* _WHAT TO PRODUCE_
From the records below, count the lines holding the string "MathError". Only the number is wanted.

* _Saved data entries_

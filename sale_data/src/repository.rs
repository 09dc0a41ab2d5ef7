//! Repository seam between sale storage and the demand engine

use crate::records::{ProductId, ProductRef, SalePoint};
use crate::Result;
use std::collections::HashMap;

/// Source of ordered sale histories and the active-product list.
///
/// Implementations must return sale histories ascending by date (ties keep
/// insertion order) and products ascending by name.
pub trait SeriesRepository {
    /// Full sale history for one product, ascending by date
    fn sales_for_product(&self, product_id: ProductId) -> Result<Vec<SalePoint>>;

    /// All products currently offered for sale, ascending by name
    fn active_products(&self) -> Result<Vec<ProductRef>>;
}

/// Map-backed repository for tests, demos and small deployments
#[derive(Debug, Default)]
pub struct InMemorySaleStore {
    products: Vec<(ProductRef, bool)>,
    sales: HashMap<ProductId, Vec<SalePoint>>,
}

impl InMemorySaleStore {
    /// Create an empty store
    pub fn new() -> Self {
        Self::default()
    }

    /// Register a product as active
    pub fn add_product(&mut self, product: ProductRef) {
        self.products.push((product, true));
    }

    /// Mark a product inactive; it keeps its history but is no longer planned
    pub fn retire_product(&mut self, product_id: ProductId) {
        for (product, active) in &mut self.products {
            if product.id == product_id {
                *active = false;
            }
        }
    }

    /// Append one sale to a product's history
    pub fn record_sale(&mut self, product_id: ProductId, sale: SalePoint) {
        self.sales.entry(product_id).or_default().push(sale);
    }
}

impl SeriesRepository for InMemorySaleStore {
    fn sales_for_product(&self, product_id: ProductId) -> Result<Vec<SalePoint>> {
        let mut history = self.sales.get(&product_id).cloned().unwrap_or_default();
        // Stable sort keeps insertion order for same-day sales
        history.sort_by_key(|point| point.date);
        Ok(history)
    }

    fn active_products(&self) -> Result<Vec<ProductRef>> {
        let mut active: Vec<ProductRef> = self
            .products
            .iter()
            .filter(|(_, is_active)| *is_active)
            .map(|(product, _)| product.clone())
            .collect();
        active.sort_by(|a, b| a.name.cmp(&b.name));
        Ok(active)
    }
}
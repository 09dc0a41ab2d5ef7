//! Multi-feature linear regression via normal equations

use crate::{MathError, Result};

/// A linear model `y = b0 + b1*x1 + ... + bk*xk` fitted by least squares.
///
/// The normal equations are assembled and solved directly; with the handful
/// of features the demand tiers use, the system stays tiny.
#[derive(Debug, Clone)]
pub struct LinearModel {
    // coefficients[0] is the intercept
    coefficients: Vec<f64>,
}

impl LinearModel {
    /// Fit the model to feature rows and targets
    pub fn fit(rows: &[Vec<f64>], ys: &[f64]) -> Result<Self> {
        if rows.len() != ys.len() {
            return Err(MathError::InvalidInput(format!(
                "row and target lengths differ: {} vs {}",
                rows.len(),
                ys.len()
            )));
        }

        if rows.len() < 2 {
            return Err(MathError::InsufficientData(
                "Not enough data for a regression fit. Need at least 2 rows.".to_string(),
            ));
        }

        let width = rows[0].len();
        if width == 0 {
            return Err(MathError::InvalidInput(
                "Feature rows must not be empty".to_string(),
            ));
        }
        if rows.iter().any(|row| row.len() != width) {
            return Err(MathError::InvalidInput(
                "All feature rows must have the same width".to_string(),
            ));
        }

        // Design matrix gets a leading 1.0 column for the intercept
        let k = width + 1;
        let mut xtx = vec![vec![0.0; k]; k];
        let mut xty = vec![0.0; k];

        for (row, &y) in rows.iter().zip(ys.iter()) {
            let mut design = Vec::with_capacity(k);
            design.push(1.0);
            design.extend_from_slice(row);

            for i in 0..k {
                xty[i] += design[i] * y;
                for j in 0..k {
                    xtx[i][j] += design[i] * design[j];
                }
            }
        }

        let coefficients = solve(xtx, xty)?;
        Ok(Self { coefficients })
    }

    /// Predicted value for one feature row
    pub fn predict(&self, features: &[f64]) -> Result<f64> {
        if features.len() + 1 != self.coefficients.len() {
            return Err(MathError::InvalidInput(format!(
                "expected {} features, got {}",
                self.coefficients.len() - 1,
                features.len()
            )));
        }

        let mut value = self.coefficients[0];
        for (coefficient, &feature) in self.coefficients[1..].iter().zip(features.iter()) {
            value += coefficient * feature;
        }
        Ok(value)
    }

    /// Fitted coefficients, intercept first
    pub fn coefficients(&self) -> &[f64] {
        &self.coefficients
    }
}

/// Gaussian elimination with partial pivoting
fn solve(mut a: Vec<Vec<f64>>, mut b: Vec<f64>) -> Result<Vec<f64>> {
    let n = b.len();

    for column in 0..n {
        // Pick the row with the largest pivot
        let mut pivot_row = column;
        for row in (column + 1)..n {
            if a[row][column].abs() > a[pivot_row][column].abs() {
                pivot_row = row;
            }
        }

        if a[pivot_row][column].abs() < 1e-10 {
            return Err(MathError::CalculationError(
                "Normal equations are singular; features are collinear or constant".to_string(),
            ));
        }

        a.swap(column, pivot_row);
        b.swap(column, pivot_row);

        for row in (column + 1)..n {
            let factor = a[row][column] / a[column][column];
            for col in column..n {
                a[row][col] -= factor * a[column][col];
            }
            b[row] -= factor * b[column];
        }
    }

    // Back substitution
    let mut x = vec![0.0; n];
    for row in (0..n).rev() {
        let mut sum = b[row];
        for col in (row + 1)..n {
            sum -= a[row][col] * x[col];
        }
        x[row] = sum / a[row][row];
    }

    Ok(x)
}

* _RESPONSE BELOW_
7